ACTIVITY - Using the records that follow, copy every line containing the word "scale".

DATA FOR THIS EXERCISE -
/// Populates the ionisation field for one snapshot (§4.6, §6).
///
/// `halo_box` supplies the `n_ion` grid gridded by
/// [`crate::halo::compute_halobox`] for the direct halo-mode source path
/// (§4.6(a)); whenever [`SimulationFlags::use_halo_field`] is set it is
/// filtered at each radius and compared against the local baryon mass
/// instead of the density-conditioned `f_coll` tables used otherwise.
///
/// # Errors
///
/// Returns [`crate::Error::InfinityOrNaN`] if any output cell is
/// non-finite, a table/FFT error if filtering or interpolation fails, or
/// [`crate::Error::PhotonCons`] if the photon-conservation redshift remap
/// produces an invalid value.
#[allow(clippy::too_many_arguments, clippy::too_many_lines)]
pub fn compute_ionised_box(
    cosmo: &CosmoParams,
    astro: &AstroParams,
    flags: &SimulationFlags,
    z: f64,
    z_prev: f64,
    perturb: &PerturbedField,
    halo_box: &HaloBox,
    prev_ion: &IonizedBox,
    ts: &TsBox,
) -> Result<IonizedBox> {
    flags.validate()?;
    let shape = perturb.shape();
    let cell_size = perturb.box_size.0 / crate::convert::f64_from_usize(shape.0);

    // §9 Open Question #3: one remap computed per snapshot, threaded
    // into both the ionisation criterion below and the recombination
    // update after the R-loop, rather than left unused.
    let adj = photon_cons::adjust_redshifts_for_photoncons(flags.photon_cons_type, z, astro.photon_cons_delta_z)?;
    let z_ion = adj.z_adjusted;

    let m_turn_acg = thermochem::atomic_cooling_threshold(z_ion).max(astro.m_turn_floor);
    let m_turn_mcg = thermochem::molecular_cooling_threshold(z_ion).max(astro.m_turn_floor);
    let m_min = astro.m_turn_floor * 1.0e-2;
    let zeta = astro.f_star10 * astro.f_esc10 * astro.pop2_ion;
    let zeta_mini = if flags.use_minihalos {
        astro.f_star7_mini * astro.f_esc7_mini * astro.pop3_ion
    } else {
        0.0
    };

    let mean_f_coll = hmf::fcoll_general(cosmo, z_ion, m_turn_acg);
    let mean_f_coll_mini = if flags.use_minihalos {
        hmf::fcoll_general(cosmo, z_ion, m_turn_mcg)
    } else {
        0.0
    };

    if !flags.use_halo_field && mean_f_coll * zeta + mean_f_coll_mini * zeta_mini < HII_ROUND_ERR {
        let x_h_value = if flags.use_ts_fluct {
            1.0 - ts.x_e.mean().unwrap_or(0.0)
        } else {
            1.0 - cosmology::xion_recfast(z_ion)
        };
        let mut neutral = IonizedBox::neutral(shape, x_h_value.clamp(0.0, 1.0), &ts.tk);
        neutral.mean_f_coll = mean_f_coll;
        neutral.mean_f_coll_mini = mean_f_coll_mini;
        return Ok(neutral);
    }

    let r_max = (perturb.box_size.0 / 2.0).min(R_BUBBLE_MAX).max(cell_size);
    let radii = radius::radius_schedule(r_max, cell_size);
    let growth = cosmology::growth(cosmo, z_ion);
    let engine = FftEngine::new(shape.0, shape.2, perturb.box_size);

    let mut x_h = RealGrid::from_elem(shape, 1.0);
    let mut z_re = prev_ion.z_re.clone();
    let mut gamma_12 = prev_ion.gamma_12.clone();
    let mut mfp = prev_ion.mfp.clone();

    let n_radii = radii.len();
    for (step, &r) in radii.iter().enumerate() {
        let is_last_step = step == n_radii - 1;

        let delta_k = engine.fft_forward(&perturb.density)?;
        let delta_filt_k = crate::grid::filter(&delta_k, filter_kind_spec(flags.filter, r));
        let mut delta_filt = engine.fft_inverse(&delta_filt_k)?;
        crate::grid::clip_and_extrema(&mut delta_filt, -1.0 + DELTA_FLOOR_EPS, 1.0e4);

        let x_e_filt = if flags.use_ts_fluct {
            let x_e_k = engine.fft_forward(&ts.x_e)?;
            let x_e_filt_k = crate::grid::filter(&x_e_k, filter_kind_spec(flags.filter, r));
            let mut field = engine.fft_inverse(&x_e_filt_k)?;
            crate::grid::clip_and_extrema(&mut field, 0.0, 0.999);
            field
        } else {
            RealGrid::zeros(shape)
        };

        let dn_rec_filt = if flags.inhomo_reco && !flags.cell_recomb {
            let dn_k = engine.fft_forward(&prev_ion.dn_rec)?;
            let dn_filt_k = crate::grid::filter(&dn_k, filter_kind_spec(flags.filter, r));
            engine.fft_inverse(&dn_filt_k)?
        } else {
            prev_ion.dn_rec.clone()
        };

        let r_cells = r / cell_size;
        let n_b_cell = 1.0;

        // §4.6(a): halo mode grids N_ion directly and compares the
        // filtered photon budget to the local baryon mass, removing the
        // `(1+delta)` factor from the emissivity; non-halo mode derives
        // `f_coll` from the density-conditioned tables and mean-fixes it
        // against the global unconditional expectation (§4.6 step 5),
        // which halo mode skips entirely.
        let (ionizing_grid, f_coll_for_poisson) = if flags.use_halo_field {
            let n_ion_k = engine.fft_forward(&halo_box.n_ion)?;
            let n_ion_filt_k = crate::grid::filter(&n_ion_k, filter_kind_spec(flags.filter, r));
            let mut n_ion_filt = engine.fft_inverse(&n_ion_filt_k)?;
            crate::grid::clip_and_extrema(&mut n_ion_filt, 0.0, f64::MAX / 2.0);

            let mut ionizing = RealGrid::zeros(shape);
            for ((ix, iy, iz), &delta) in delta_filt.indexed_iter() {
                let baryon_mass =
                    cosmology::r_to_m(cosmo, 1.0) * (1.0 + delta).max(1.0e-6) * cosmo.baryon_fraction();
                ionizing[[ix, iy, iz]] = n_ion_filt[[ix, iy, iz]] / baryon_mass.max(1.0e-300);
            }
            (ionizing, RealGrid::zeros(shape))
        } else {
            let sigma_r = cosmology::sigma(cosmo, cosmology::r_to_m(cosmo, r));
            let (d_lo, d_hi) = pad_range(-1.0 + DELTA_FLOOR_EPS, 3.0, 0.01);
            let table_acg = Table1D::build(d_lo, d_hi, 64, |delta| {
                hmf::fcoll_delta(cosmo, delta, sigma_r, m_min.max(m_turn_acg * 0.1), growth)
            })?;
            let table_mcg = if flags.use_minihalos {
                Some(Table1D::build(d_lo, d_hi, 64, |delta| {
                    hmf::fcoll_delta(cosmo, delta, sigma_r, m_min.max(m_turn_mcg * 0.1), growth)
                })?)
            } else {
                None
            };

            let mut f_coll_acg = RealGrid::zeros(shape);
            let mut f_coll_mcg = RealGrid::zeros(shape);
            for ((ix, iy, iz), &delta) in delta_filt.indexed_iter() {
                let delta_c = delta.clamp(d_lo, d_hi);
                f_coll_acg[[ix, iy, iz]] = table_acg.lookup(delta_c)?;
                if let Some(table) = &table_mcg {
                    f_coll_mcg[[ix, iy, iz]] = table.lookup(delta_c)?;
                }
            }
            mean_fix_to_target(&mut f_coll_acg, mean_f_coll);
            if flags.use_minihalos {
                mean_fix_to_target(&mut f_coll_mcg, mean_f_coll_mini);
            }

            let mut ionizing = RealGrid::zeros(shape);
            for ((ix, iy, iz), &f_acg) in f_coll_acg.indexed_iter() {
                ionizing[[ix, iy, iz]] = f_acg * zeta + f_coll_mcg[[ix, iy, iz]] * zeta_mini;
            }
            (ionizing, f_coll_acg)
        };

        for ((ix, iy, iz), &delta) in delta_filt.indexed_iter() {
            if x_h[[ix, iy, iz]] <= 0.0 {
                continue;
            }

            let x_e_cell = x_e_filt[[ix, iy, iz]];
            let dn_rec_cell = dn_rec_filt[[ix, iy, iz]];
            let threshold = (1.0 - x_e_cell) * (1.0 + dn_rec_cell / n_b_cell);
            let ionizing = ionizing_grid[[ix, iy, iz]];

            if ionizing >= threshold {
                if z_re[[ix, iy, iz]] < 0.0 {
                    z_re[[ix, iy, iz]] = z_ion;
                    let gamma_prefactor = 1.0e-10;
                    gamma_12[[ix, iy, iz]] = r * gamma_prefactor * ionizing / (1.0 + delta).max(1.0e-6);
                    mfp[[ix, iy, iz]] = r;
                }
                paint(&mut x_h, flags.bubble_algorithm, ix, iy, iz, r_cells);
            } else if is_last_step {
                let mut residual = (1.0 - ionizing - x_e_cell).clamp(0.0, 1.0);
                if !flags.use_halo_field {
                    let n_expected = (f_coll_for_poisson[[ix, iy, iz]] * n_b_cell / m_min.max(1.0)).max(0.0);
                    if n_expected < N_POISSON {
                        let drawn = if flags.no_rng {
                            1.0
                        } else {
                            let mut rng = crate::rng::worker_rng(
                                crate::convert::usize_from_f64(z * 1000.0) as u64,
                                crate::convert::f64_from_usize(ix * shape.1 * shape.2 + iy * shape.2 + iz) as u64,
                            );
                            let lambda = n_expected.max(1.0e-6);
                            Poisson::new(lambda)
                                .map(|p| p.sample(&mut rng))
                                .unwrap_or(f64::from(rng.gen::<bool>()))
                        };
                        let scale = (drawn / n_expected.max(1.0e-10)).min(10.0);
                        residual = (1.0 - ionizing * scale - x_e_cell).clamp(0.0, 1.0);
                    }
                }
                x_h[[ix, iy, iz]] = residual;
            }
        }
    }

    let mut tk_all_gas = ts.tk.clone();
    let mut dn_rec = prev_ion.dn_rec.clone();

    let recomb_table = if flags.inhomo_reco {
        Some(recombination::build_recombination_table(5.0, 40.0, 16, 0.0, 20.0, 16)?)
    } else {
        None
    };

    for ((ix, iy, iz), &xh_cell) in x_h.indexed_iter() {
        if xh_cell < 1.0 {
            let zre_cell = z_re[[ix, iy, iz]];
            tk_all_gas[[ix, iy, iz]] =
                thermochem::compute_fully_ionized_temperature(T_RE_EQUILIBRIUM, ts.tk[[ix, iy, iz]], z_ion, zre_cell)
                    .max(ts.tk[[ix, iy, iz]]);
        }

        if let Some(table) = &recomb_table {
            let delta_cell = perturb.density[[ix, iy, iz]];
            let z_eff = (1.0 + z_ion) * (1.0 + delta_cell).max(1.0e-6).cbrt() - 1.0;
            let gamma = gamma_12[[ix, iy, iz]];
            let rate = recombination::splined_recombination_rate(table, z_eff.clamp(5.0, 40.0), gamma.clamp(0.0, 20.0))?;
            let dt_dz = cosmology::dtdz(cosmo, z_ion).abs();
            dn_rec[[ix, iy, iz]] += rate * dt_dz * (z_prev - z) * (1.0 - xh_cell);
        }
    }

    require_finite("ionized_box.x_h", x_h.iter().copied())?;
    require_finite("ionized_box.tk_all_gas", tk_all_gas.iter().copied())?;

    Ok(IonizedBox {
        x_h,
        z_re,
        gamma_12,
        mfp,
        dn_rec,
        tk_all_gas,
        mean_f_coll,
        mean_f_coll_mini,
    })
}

TASK ANSWER -
                        let scale = (drawn / n_expected.max(1.0e-10)).min(10.0);
                        residual = (1.0 - ionizing * scale - x_e_cell).clamp(0.0, 1.0);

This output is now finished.